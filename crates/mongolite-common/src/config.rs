//! Configuration management for mongolite

use serde::{Deserialize, Serialize};
use std::path::Path;

use tracing::debug;

use crate::error::{Error, Result};

/// Default listen port.
pub const DEFAULT_PORT: u16 = 5201;

/// Main configuration structure for mongolite
#[derive(Debug, Clone, Default, Serialize, Deserialize)]
pub struct Config {
    /// Wire protocol server configuration
    #[serde(default)]
    pub server: ServerConfig,

    /// Logging configuration
    #[serde(default)]
    pub logging: LoggingConfig,

    /// Metrics exporter configuration
    #[serde(default)]
    pub metrics: MetricsConfig,
}

impl Config {
    /// Load configuration from a TOML/JSON file
    pub async fn load<P: AsRef<Path>>(path: P) -> Result<Self> {
        let content = tokio::fs::read_to_string(path.as_ref())
            .await
            .map_err(|e| Error::Config(format!("Failed to read config file: {}", e)))?;

        let config: Config = if path.as_ref().extension().map_or(false, |ext| ext == "toml") {
            toml::from_str(&content)?
        } else {
            serde_json::from_str(&content)?
        };

        config.validate()?;
        debug!("Loaded configuration from {}", path.as_ref().display());
        Ok(config)
    }

    /// Reject settings the server cannot run with
    pub fn validate(&self) -> Result<()> {
        if self.server.max_message_bytes < 16 {
            return Err(Error::Config(format!(
                "server.max_message_bytes must be at least 16, got {}",
                self.server.max_message_bytes
            )));
        }
        if self.metrics.enabled && self.metrics.port == self.server.port {
            return Err(Error::Config(format!(
                "metrics.port {} collides with server.port",
                self.metrics.port
            )));
        }
        Ok(())
    }
}

#[derive(Debug, Clone, Serialize, Deserialize)]
#[serde(default)]
pub struct ServerConfig {
    /// Host address to bind
    pub host: String,
    /// Listen port
    pub port: u16,
    /// Largest accepted wire frame, header included
    pub max_message_bytes: usize,
    /// Send an empty reply after each insert
    pub acknowledge_inserts: bool,
}

impl ServerConfig {
    /// `host:port` string suitable for binding
    pub fn bind_address(&self) -> String {
        format!("{}:{}", self.host, self.port)
    }
}

impl Default for ServerConfig {
    fn default() -> Self {
        Self {
            host: "127.0.0.1".to_string(),
            port: DEFAULT_PORT,
            max_message_bytes: 48_000_000,
            acknowledge_inserts: false,
        }
    }
}

#[derive(Debug, Clone, Serialize, Deserialize)]
#[serde(default)]
pub struct LoggingConfig {
    /// Default filter directive, overridden by RUST_LOG
    pub level: String,
    /// Emit JSON lines instead of human readable output
    pub json: bool,
}

impl Default for LoggingConfig {
    fn default() -> Self {
        Self {
            level: "info".to_string(),
            json: false,
        }
    }
}

#[derive(Debug, Clone, Serialize, Deserialize)]
#[serde(default)]
pub struct MetricsConfig {
    /// Enable the Prometheus exporter
    pub enabled: bool,
    /// Port for the Prometheus scrape endpoint
    pub port: u16,
}

impl Default for MetricsConfig {
    fn default() -> Self {
        Self {
            enabled: false,
            port: 9201,
        }
    }
}
//! Server orchestration

use std::net::{SocketAddr, ToSocketAddrs};

use anyhow::{Context, Result};
use metrics_exporter_prometheus::PrometheusBuilder;
use tracing::info;

use mongolite_common::config::Config;
use mongolite_protocol::MongoliteServer;

/// The running process: wire protocol server plus optional metrics exporter
pub struct Node {
    config: Config,
    server: MongoliteServer,
}

impl Node {
    pub fn new(config: Config) -> Result<Self> {
        config.validate()?;
        let server = MongoliteServer::from_config(&config.server);
        Ok(Self { config, server })
    }

    /// Start the exporter (if enabled) and serve until the task is dropped
    pub async fn run(self) -> Result<()> {
        if self.config.metrics.enabled {
            let addr = metrics_address(&self.config.server.host, self.config.metrics.port)?;
            PrometheusBuilder::new()
                .with_http_listener(addr)
                .install()
                .context("failed to install Prometheus exporter")?;
            info!("Prometheus metrics on http://{}/metrics", addr);
        }

        info!(
            "Serving on {} (acknowledge_inserts={})",
            self.config.server.bind_address(),
            self.config.server.acknowledge_inserts
        );
        self.server.run().await?;
        Ok(())
    }
}

/// Resolve the exporter address on the server's host
fn metrics_address(host: &str, port: u16) -> Result<SocketAddr> {
    (host, port)
        .to_socket_addrs()
        .with_context(|| format!("invalid metrics listen host {:?}", host))?
        .next()
        .with_context(|| format!("metrics listen host {:?} resolved to no address", host))
}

## WHAT NEEDS TO BE DONE
Reproduce every line of the data so that nothing differs from the original.

## OUTPUT OF THE TASK
filename crates/mongolite-common/src/config.rs
//! Configuration management for mongolite

use serde::{Deserialize, Serialize};
use std::path::Path;

use tracing::debug;

use crate::error::{Error, Result};

/// Default listen port.
pub const DEFAULT_PORT: u16 = 5201;

/// Main configuration structure for mongolite
#[derive(Debug, Clone, Default, Serialize, Deserialize)]
pub struct Config {
    /// Wire protocol server configuration
    #[serde(default)]
    pub server: ServerConfig,

    /// Logging configuration
    #[serde(default)]
    pub logging: LoggingConfig,

    /// Metrics exporter configuration
    #[serde(default)]
    pub metrics: MetricsConfig,
}

impl Config {
    /// Load configuration from a TOML/JSON file
    pub async fn load<P: AsRef<Path>>(path: P) -> Result<Self> {
        let content = tokio::fs::read_to_string(path.as_ref())
            .await
            .map_err(|e| Error::Config(format!("Failed to read config file: {}", e)))?;

        let config: Config = if path.as_ref().extension().map_or(false, |ext| ext == "toml") {
            toml::from_str(&content)?
        } else {
            serde_json::from_str(&content)?
        };

        config.validate()?;
        debug!("Loaded configuration from {}", path.as_ref().display());
        Ok(config)
    }

    /// Reject settings the server cannot run with
    pub fn validate(&self) -> Result<()> {
        if self.server.max_message_bytes < 16 {
            return Err(Error::Config(format!(
                "server.max_message_bytes must be at least 16, got {}",
                self.server.max_message_bytes
            )));
        }
        if self.metrics.enabled && self.metrics.port == self.server.port {
            return Err(Error::Config(format!(
                "metrics.port {} collides with server.port",
                self.metrics.port
            )));
        }
        Ok(())
    }
}

#[derive(Debug, Clone, Serialize, Deserialize)]
#[serde(default)]
pub struct ServerConfig {
    /// Host address to bind
    pub host: String,
    /// Listen port
    pub port: u16,
    /// Largest accepted wire frame, header included
    pub max_message_bytes: usize,
    /// Send an empty reply after each insert
    pub acknowledge_inserts: bool,
}

impl ServerConfig {
    /// `host:port` string suitable for binding
    pub fn bind_address(&self) -> String {
        format!("{}:{}", self.host, self.port)
    }
}

impl Default for ServerConfig {
    fn default() -> Self {
        Self {
            host: "127.0.0.1".to_string(),
            port: DEFAULT_PORT,
            max_message_bytes: 48_000_000,
            acknowledge_inserts: false,
        }
    }
}

#[derive(Debug, Clone, Serialize, Deserialize)]
#[serde(default)]
pub struct LoggingConfig {
    /// Default filter directive, overridden by RUST_LOG
    pub level: String,
    /// Emit JSON lines instead of human readable output
    pub json: bool,
}

impl Default for LoggingConfig {
    fn default() -> Self {
        Self {
            level: "info".to_string(),
            json: false,
        }
    }
}

#[derive(Debug, Clone, Serialize, Deserialize)]
#[serde(default)]
pub struct MetricsConfig {
    /// Enable the Prometheus exporter
    pub enabled: bool,
    /// Port for the Prometheus scrape endpoint
    pub port: u16,
}

impl Default for MetricsConfig {
    fn default() -> Self {
        Self {
            enabled: false,
            port: 9201,
        }
    }
}
//! Server orchestration

use std::net::{SocketAddr, ToSocketAddrs};

use anyhow::{Context, Result};
use metrics_exporter_prometheus::PrometheusBuilder;
use tracing::info;

use mongolite_common::config::Config;
use mongolite_protocol::MongoliteServer;

/// The running process: wire protocol server plus optional metrics exporter
pub struct Node {
    config: Config,
    server: MongoliteServer,
}

impl Node {
    pub fn new(config: Config) -> Result<Self> {
        config.validate()?;
        let server = MongoliteServer::from_config(&config.server);
        Ok(Self { config, server })
    }

    /// Start the exporter (if enabled) and serve until the task is dropped
    pub async fn run(self) -> Result<()> {
        if self.config.metrics.enabled {
            let addr = metrics_address(&self.config.server.host, self.config.metrics.port)?;
            PrometheusBuilder::new()
                .with_http_listener(addr)
                .install()
                .context("failed to install Prometheus exporter")?;
            info!("Prometheus metrics on http://{}/metrics", addr);
        }

        info!(
            "Serving on {} (acknowledge_inserts={})",
            self.config.server.bind_address(),
            self.config.server.acknowledge_inserts
        );
        self.server.run().await?;
        Ok(())
    }
}

/// Resolve the exporter address on the server's host
fn metrics_address(host: &str, port: u16) -> Result<SocketAddr> {
    (host, port)
        .to_socket_addrs()
        .with_context(|| format!("invalid metrics listen host {:?}", host))?
        .next()
        .with_context(|| format!("metrics listen host {:?} resolved to no address", host))
}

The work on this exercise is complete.